• [Assigned task]: Wherever a line in the data below holds "axum", copy that line.

[[ Input material, beginning ]]

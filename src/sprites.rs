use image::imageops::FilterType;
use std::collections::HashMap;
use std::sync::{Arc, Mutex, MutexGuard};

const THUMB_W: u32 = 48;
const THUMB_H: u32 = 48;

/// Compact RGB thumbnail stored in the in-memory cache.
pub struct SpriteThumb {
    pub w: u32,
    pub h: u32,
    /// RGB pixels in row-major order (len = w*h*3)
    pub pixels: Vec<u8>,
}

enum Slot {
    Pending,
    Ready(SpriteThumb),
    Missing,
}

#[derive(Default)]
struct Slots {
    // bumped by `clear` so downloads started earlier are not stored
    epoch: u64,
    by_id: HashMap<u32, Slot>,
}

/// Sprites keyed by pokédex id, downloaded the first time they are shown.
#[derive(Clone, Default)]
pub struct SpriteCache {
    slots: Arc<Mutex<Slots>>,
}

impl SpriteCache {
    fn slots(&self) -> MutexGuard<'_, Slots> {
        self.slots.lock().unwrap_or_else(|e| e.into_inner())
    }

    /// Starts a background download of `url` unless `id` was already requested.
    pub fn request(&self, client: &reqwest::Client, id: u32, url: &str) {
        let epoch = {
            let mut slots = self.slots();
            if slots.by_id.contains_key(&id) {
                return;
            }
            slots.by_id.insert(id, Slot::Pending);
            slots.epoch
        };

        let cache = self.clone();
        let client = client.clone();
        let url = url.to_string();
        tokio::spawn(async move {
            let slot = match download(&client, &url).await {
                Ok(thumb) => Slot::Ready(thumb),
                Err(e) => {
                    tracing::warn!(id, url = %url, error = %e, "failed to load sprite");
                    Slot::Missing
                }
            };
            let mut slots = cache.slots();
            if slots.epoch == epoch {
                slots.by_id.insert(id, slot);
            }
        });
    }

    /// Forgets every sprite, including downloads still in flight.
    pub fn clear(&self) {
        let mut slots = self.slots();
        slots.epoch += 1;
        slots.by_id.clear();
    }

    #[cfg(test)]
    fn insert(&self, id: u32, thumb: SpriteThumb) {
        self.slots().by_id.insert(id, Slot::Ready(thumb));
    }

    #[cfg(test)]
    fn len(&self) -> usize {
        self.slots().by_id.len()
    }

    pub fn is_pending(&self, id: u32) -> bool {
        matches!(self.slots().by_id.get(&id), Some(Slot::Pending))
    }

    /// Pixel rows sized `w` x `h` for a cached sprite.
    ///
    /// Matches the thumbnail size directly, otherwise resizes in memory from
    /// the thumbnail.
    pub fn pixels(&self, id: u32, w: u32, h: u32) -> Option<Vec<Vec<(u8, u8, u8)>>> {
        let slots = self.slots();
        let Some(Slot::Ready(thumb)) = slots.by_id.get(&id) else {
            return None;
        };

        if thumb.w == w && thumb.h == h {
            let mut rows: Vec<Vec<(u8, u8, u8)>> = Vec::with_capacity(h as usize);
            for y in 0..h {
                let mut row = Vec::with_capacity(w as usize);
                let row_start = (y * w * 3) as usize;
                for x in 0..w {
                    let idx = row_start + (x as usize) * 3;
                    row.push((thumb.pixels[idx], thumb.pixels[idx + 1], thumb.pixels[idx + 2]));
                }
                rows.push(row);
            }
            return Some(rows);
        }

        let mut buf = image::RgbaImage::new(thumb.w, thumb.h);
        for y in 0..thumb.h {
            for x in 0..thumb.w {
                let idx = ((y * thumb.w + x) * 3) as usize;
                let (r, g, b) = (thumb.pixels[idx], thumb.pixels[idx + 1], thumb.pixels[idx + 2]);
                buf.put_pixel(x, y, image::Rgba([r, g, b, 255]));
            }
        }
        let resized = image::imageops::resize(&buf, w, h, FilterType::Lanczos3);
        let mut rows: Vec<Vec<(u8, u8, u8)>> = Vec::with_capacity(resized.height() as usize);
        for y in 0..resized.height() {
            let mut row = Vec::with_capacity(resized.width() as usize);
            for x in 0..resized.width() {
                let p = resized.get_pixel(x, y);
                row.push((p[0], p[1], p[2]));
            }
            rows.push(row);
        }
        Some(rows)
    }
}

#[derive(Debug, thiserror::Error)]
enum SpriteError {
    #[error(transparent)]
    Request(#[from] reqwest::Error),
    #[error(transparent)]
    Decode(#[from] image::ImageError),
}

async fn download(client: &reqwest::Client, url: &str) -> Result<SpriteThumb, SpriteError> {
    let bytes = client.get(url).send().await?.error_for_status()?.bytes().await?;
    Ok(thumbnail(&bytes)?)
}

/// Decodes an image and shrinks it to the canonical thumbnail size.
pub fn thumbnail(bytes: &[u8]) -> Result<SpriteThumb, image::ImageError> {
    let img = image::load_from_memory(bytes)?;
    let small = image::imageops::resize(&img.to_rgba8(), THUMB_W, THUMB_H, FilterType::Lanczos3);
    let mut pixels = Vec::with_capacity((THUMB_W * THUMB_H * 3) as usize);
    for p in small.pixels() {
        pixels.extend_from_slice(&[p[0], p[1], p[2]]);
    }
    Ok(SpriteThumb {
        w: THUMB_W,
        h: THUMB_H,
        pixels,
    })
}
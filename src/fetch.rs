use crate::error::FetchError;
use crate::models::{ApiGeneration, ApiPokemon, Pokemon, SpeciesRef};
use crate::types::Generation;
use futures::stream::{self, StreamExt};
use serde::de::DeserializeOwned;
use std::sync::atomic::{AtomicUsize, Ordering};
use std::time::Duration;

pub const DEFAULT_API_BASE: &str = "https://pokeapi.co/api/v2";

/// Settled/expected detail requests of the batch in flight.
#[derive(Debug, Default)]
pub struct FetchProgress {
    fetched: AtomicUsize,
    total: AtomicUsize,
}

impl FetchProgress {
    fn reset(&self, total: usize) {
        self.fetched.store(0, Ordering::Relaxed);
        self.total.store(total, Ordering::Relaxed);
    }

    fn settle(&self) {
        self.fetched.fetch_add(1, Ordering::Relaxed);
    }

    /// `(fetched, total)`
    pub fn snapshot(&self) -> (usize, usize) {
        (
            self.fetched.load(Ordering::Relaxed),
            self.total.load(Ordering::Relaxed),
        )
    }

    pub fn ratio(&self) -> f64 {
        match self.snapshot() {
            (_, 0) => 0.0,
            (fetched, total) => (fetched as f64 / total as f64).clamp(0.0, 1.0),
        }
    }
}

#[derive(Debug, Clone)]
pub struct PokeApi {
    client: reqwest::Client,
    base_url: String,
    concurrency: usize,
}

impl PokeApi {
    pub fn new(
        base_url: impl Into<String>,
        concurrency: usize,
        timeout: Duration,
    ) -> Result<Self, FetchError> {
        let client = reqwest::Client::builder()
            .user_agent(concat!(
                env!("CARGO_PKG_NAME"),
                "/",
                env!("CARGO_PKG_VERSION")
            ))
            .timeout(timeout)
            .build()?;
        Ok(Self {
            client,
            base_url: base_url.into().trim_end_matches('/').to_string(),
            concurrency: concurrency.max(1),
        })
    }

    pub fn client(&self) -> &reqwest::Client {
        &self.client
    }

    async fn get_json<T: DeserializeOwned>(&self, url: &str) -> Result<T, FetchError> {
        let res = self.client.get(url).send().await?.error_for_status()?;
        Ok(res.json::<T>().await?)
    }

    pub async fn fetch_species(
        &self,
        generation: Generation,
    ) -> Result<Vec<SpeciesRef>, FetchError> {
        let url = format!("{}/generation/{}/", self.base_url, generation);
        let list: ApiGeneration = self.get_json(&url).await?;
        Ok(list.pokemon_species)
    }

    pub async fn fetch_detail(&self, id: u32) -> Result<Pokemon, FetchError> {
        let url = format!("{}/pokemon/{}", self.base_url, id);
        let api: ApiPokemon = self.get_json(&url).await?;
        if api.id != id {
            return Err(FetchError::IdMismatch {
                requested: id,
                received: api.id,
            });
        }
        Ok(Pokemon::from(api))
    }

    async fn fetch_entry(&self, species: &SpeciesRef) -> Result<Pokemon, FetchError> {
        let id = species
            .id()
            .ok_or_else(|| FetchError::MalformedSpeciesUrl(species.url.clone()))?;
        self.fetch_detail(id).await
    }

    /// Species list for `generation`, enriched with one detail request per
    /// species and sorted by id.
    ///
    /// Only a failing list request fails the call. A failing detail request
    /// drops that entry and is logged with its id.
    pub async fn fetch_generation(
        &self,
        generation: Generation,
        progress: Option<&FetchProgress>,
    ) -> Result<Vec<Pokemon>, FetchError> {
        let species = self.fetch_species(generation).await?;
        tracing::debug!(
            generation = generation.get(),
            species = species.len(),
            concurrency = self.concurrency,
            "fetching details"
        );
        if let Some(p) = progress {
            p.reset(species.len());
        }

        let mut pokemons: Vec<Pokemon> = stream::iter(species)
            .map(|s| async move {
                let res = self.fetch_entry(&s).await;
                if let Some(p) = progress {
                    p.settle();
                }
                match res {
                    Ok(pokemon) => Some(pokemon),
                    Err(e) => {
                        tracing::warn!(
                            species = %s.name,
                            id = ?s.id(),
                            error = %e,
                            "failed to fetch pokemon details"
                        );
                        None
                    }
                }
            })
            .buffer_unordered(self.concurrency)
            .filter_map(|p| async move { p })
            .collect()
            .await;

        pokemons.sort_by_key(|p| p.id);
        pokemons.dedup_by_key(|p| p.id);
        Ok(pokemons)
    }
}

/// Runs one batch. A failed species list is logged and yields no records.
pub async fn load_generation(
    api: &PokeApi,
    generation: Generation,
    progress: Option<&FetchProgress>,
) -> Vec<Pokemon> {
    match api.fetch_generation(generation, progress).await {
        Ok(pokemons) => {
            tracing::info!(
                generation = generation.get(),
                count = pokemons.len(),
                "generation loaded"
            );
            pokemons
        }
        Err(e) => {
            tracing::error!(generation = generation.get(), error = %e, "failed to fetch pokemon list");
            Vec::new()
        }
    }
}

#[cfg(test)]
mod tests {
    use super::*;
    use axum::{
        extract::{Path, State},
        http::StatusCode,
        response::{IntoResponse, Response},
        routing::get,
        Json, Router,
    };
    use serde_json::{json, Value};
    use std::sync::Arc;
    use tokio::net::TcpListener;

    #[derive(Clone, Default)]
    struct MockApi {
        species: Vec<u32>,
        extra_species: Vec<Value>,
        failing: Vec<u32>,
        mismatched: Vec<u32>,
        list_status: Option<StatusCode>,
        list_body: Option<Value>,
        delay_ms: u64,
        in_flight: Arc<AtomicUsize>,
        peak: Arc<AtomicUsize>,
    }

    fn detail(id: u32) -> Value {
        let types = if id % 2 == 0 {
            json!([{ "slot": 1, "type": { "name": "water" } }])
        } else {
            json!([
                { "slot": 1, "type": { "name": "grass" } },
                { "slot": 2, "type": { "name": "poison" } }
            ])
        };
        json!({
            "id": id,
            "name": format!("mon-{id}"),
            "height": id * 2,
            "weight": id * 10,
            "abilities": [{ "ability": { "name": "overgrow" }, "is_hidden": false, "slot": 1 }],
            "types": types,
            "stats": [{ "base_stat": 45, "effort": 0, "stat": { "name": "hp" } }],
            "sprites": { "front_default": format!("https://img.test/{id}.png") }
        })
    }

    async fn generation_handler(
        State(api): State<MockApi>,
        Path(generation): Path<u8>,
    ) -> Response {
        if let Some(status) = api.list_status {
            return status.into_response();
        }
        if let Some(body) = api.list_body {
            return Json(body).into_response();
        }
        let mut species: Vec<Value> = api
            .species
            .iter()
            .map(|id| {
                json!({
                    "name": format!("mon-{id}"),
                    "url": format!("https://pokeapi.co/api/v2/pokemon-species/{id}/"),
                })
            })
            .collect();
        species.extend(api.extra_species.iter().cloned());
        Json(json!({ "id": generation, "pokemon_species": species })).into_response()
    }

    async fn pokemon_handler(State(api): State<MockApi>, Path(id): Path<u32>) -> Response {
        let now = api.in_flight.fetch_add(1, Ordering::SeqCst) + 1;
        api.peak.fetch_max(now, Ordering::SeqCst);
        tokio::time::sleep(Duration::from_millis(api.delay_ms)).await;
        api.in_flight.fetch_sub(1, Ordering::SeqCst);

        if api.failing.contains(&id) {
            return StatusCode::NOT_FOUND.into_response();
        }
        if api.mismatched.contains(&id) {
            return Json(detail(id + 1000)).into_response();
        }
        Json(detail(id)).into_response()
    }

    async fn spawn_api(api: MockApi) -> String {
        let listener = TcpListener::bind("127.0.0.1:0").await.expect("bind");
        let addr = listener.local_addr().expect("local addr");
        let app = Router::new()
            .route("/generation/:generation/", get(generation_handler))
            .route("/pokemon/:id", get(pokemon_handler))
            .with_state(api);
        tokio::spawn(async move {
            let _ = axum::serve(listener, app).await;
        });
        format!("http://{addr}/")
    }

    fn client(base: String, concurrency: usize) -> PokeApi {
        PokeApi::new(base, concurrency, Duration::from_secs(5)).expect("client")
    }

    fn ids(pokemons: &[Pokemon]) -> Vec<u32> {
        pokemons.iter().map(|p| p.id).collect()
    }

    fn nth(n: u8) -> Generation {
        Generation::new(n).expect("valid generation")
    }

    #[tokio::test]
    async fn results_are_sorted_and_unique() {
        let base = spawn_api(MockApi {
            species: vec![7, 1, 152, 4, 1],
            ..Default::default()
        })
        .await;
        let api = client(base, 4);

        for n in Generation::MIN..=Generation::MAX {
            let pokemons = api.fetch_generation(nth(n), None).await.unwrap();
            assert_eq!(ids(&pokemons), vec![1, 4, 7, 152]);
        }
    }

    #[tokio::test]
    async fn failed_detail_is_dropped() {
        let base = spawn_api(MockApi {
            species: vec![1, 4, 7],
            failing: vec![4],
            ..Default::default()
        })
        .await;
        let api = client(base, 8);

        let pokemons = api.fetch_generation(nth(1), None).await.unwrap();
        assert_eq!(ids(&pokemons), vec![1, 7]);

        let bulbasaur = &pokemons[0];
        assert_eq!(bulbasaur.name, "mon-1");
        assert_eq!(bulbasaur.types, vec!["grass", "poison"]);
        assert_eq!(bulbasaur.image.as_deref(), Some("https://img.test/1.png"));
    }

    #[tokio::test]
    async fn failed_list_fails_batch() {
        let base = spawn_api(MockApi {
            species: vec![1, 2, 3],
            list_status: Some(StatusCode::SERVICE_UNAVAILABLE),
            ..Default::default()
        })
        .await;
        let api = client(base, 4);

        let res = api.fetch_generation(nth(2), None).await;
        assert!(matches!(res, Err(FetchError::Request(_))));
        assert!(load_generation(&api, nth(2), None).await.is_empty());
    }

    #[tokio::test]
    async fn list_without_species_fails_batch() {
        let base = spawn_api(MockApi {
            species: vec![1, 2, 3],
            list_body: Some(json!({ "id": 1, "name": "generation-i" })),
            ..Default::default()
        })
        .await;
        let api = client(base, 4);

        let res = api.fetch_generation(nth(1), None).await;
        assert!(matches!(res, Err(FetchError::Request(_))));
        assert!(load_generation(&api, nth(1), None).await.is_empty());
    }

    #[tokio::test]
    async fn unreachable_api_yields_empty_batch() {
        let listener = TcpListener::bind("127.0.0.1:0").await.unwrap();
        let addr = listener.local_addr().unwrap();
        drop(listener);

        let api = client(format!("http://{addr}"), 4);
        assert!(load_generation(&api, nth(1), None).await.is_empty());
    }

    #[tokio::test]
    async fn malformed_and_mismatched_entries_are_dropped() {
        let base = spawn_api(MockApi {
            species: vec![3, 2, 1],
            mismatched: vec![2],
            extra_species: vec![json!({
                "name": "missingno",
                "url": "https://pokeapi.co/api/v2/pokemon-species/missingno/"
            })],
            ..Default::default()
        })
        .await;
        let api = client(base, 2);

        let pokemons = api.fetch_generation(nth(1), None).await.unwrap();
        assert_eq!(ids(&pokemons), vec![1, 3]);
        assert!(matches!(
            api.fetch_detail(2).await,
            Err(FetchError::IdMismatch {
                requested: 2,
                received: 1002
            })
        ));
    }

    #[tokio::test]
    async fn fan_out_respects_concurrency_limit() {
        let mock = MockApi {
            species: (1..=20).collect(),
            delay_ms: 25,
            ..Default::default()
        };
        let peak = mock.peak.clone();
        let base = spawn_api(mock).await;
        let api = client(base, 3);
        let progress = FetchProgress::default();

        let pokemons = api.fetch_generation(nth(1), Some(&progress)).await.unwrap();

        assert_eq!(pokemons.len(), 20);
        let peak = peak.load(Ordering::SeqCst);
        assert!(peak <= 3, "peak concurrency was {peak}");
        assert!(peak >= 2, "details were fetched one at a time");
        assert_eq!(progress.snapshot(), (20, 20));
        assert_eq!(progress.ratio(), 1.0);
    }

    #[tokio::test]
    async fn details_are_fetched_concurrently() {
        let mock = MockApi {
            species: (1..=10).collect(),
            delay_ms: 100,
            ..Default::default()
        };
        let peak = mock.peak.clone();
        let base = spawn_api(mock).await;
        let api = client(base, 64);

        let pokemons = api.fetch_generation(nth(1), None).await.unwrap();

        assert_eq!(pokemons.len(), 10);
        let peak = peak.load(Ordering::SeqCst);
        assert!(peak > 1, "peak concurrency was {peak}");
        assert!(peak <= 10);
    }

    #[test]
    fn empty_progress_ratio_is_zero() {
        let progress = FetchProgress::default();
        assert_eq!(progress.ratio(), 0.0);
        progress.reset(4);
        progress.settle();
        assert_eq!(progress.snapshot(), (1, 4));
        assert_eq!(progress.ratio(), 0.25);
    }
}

[[ Input material, end ]]

• [Result below]:
    use axum::{
            let _ = axum::serve(listener, app).await;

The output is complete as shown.